• **What is being asked**: Copy out, from the entries below, each line that holds the string "zero".

Data extracted from a collection:
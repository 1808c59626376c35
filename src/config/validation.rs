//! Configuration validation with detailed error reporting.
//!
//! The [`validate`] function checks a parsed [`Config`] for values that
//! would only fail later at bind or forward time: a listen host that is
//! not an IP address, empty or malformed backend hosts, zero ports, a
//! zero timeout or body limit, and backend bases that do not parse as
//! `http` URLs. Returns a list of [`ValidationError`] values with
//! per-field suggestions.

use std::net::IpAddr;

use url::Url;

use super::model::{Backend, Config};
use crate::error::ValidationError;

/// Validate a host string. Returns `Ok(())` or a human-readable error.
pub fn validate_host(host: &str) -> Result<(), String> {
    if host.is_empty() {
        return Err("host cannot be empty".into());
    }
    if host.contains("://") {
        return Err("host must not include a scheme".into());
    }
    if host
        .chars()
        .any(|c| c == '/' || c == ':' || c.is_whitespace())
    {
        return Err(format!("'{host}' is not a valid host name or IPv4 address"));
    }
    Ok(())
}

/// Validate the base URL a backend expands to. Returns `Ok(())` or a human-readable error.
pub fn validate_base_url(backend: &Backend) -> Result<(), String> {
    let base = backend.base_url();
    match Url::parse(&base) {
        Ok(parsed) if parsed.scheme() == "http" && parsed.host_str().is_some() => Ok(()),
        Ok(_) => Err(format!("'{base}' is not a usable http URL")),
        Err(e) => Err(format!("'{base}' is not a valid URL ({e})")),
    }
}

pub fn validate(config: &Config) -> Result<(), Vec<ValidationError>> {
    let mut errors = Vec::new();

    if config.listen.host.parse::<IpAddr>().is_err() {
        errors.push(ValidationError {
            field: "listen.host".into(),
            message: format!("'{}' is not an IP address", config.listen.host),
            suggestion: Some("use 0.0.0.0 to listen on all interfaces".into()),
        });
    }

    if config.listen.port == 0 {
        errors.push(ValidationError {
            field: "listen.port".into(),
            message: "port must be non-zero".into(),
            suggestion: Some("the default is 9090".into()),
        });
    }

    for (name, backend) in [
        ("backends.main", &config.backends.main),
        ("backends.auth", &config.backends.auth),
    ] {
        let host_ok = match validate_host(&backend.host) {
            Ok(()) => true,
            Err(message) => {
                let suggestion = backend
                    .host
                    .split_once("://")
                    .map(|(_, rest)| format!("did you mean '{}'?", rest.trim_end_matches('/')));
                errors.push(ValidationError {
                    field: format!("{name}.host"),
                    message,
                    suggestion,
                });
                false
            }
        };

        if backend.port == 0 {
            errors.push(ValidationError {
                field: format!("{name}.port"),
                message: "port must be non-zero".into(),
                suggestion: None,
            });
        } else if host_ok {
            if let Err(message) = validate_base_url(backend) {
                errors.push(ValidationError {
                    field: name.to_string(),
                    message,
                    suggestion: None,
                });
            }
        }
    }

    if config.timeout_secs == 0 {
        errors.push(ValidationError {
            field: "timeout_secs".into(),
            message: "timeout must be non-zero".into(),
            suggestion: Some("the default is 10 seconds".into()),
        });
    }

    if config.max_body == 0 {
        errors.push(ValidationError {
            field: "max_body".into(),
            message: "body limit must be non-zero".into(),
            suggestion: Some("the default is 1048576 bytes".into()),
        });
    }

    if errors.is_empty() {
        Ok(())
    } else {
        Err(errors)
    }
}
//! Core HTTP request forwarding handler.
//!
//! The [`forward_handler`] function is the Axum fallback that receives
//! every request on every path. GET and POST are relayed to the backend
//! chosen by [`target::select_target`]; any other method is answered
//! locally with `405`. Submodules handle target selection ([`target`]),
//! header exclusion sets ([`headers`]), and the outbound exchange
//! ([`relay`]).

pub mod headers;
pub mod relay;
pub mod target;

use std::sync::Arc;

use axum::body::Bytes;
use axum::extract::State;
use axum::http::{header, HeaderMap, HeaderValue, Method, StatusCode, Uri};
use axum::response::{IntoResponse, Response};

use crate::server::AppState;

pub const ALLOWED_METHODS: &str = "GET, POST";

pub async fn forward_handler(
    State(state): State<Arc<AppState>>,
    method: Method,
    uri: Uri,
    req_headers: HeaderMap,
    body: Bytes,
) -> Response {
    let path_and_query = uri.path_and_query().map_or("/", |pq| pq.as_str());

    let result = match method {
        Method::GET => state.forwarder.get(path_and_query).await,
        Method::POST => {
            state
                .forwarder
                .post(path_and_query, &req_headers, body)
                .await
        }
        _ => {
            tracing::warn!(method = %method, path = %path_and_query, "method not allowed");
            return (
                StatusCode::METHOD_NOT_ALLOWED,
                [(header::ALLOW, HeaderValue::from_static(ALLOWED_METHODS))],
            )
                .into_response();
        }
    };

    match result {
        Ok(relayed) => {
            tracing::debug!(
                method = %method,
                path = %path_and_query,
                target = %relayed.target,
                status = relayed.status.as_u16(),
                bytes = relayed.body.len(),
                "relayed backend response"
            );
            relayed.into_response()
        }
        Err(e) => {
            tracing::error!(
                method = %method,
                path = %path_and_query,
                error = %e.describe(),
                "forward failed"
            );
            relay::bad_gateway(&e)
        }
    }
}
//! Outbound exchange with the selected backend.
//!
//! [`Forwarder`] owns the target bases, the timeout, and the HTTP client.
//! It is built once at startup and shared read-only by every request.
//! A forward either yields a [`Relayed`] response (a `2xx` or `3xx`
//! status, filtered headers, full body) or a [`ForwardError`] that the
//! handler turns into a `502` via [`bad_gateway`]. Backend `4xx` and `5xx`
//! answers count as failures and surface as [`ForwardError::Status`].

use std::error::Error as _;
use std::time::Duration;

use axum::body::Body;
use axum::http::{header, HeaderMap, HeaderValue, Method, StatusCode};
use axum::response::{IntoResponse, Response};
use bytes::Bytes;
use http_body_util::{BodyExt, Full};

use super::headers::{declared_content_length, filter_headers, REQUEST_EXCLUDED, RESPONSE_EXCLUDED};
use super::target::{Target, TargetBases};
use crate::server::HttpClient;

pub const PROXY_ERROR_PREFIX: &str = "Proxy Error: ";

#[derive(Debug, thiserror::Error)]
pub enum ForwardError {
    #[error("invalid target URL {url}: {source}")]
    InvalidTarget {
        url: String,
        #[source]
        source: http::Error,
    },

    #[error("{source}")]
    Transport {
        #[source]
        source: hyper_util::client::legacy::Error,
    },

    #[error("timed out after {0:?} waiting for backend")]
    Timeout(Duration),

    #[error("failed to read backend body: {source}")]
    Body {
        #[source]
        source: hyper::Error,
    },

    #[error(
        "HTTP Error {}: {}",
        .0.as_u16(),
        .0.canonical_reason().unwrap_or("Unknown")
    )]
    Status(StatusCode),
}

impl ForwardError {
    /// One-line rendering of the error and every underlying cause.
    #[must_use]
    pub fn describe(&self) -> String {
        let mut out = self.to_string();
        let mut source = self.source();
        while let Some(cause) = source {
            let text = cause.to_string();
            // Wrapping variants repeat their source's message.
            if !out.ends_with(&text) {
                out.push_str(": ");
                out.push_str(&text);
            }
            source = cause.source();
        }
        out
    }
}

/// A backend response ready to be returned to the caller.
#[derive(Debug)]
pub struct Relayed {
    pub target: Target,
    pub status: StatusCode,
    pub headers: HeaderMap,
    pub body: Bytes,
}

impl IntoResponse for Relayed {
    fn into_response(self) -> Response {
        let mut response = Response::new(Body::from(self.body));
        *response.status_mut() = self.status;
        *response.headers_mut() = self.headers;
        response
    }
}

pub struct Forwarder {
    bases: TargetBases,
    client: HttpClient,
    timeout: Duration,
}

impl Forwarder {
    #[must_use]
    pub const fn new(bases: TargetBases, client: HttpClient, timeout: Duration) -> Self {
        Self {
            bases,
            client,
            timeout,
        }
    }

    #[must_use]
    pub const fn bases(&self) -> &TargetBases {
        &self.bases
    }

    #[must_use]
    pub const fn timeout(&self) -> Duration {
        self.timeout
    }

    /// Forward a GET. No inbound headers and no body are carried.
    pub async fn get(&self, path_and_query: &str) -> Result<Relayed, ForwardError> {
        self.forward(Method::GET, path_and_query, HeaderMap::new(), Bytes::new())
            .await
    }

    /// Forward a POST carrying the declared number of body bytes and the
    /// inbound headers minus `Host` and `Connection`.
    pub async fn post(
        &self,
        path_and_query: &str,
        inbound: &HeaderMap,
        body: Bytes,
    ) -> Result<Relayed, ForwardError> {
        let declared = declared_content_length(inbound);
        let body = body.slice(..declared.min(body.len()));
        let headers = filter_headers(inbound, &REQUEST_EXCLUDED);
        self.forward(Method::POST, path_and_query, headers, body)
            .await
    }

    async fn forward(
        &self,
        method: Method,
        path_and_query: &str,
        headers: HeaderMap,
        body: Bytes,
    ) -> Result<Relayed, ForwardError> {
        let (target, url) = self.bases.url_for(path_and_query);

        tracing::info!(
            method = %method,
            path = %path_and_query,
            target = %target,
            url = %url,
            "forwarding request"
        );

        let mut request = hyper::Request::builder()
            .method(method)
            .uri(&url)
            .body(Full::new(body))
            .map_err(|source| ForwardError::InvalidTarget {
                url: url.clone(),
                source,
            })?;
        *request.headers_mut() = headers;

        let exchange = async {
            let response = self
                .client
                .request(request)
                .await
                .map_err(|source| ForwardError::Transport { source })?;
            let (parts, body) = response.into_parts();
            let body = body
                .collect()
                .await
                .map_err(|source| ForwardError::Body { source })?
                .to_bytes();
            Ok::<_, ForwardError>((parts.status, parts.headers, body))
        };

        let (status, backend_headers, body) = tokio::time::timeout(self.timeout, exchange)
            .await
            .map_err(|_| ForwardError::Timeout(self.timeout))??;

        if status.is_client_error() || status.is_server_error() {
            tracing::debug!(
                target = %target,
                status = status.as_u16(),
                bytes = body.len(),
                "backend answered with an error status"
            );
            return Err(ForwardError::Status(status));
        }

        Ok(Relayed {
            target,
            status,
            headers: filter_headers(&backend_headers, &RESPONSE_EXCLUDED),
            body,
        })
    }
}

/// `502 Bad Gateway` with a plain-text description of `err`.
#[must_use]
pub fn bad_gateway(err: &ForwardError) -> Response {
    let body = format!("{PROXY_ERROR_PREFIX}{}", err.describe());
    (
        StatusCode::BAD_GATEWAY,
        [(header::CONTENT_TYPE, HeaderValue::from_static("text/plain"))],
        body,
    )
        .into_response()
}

• **Response to the task**:
//! not an IP address, empty or malformed backend hosts, zero ports, a
//! zero timeout or body limit, and backend bases that do not parse as
            message: "port must be non-zero".into(),
                message: "port must be non-zero".into(),
            message: "timeout must be non-zero".into(),
            message: "body limit must be non-zero".into(),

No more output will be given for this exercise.